→ WHAT IS EXPECTED: Whenever a line in the records below contains "variant", pick it out.

→ RECORDS TO USE:
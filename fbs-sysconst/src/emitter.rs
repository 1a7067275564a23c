use std::io::Write;

use log::{debug, trace};
use thiserror::Error;

use crate::record::ConstantRecord;
use crate::table::RECORDS;
use crate::variant::Variant;

#[derive(Error, Debug)]
pub enum EmitError {
    #[error("failed to write constant table: {0}")]
    Write(#[from] std::io::Error),
}

/// Records rendered by `variant`, in table order.
pub fn records(variant: Variant) -> impl Iterator<Item = &'static ConstantRecord> {
    RECORDS.iter().filter(move |record| variant.includes(record.category()))
}

/// Writes one declaration line per record and returns the number of lines.
pub fn emit<W: Write>(out: &mut W, variant: Variant) -> Result<usize, EmitError> {
    let mut count = 0;
    for record in records(variant) {
        trace!("{} = {}", record.prefixed_name(), record.value());
        writeln!(out, "{}", record.declaration(variant))?;
        count += 1;
    }

    debug!("emitted {} constants ({:?})", count, variant);
    Ok(count)
}
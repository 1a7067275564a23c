use std::env;
use std::path::PathBuf;

fn main() {
    println!("cargo:rerun-if-changed=wrapper.h");
    println!("cargo:rerun-if-changed=values.c");
    let out_dir = env::var("OUT_DIR").unwrap();

    // Headers must be read for the target, not the host.
    let compiler = cc::Build::new()
        .cargo_metadata(false)
        .get_compiler();

    let target_args: Vec<String> = compiler.args()
        .iter()
        .filter_map(|arg| arg.to_str())
        .filter(|arg| arg.starts_with("--target") || arg.starts_with("-m"))
        .map(String::from)
        .collect();

    // BLKGETSIZE64 expands through _IOR(), which only clang can evaluate.
    let bindings = bindgen::Builder::default()
        .clang_arg("-D_GNU_SOURCE")
        .clang_args(target_args)
        .clang_macro_fallback()
        .clang_macro_fallback_build_dir(&out_dir)
        .allowlist_var("__NR_epoll_create")
        .allowlist_var("__NR_io_uring_setup")
        .allowlist_var("__NR_io_uring_enter")
        .allowlist_var("__NR_io_uring_register")
        .allowlist_var("BLKGETSIZE64")
        .allowlist_recursively(false)
        .header("wrapper.h")
        .generate()
        .expect("Unable to generate bindings");

    let out_path = PathBuf::from(out_dir);
    bindings
        .write_to_file(out_path.join("bindings.rs"))
        .expect("Couldn't write bindings!");

    // Reference values from the C compiler, used to check the bindings.
    cc::Build::new()
        .file("values.c")
        .include(".")
        .define("_GNU_SOURCE", None)
        .compile("linux_uapi_values");
}
//! Constant table of kernel numbers (syscalls and ioctl request codes) for
//! code that cannot include C headers.
//!
//! Every value is resolved from the target's headers when this crate is
//! built. The table can be used directly as Rust constants, or rendered as
//! source text with [`emit`].

pub mod emitter;
pub mod record;
pub mod table;
pub mod variant;

pub use emitter::{emit, records, EmitError};
pub use record::{Category, ConstantRecord, Declaration};
pub use table::*;
pub use variant::{Radix, Variant};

→ SOLUTION FOR THIS TASK:
use crate::variant::Variant;
/// Records rendered by `variant`, in table order.
pub fn records(variant: Variant) -> impl Iterator<Item = &'static ConstantRecord> {
    RECORDS.iter().filter(move |record| variant.includes(record.category()))
pub fn emit<W: Write>(out: &mut W, variant: Variant) -> Result<usize, EmitError> {
    for record in records(variant) {
        writeln!(out, "{}", record.declaration(variant))?;
    debug!("emitted {} constants ({:?})", count, variant);
pub mod variant;
pub use variant::{Radix, Variant};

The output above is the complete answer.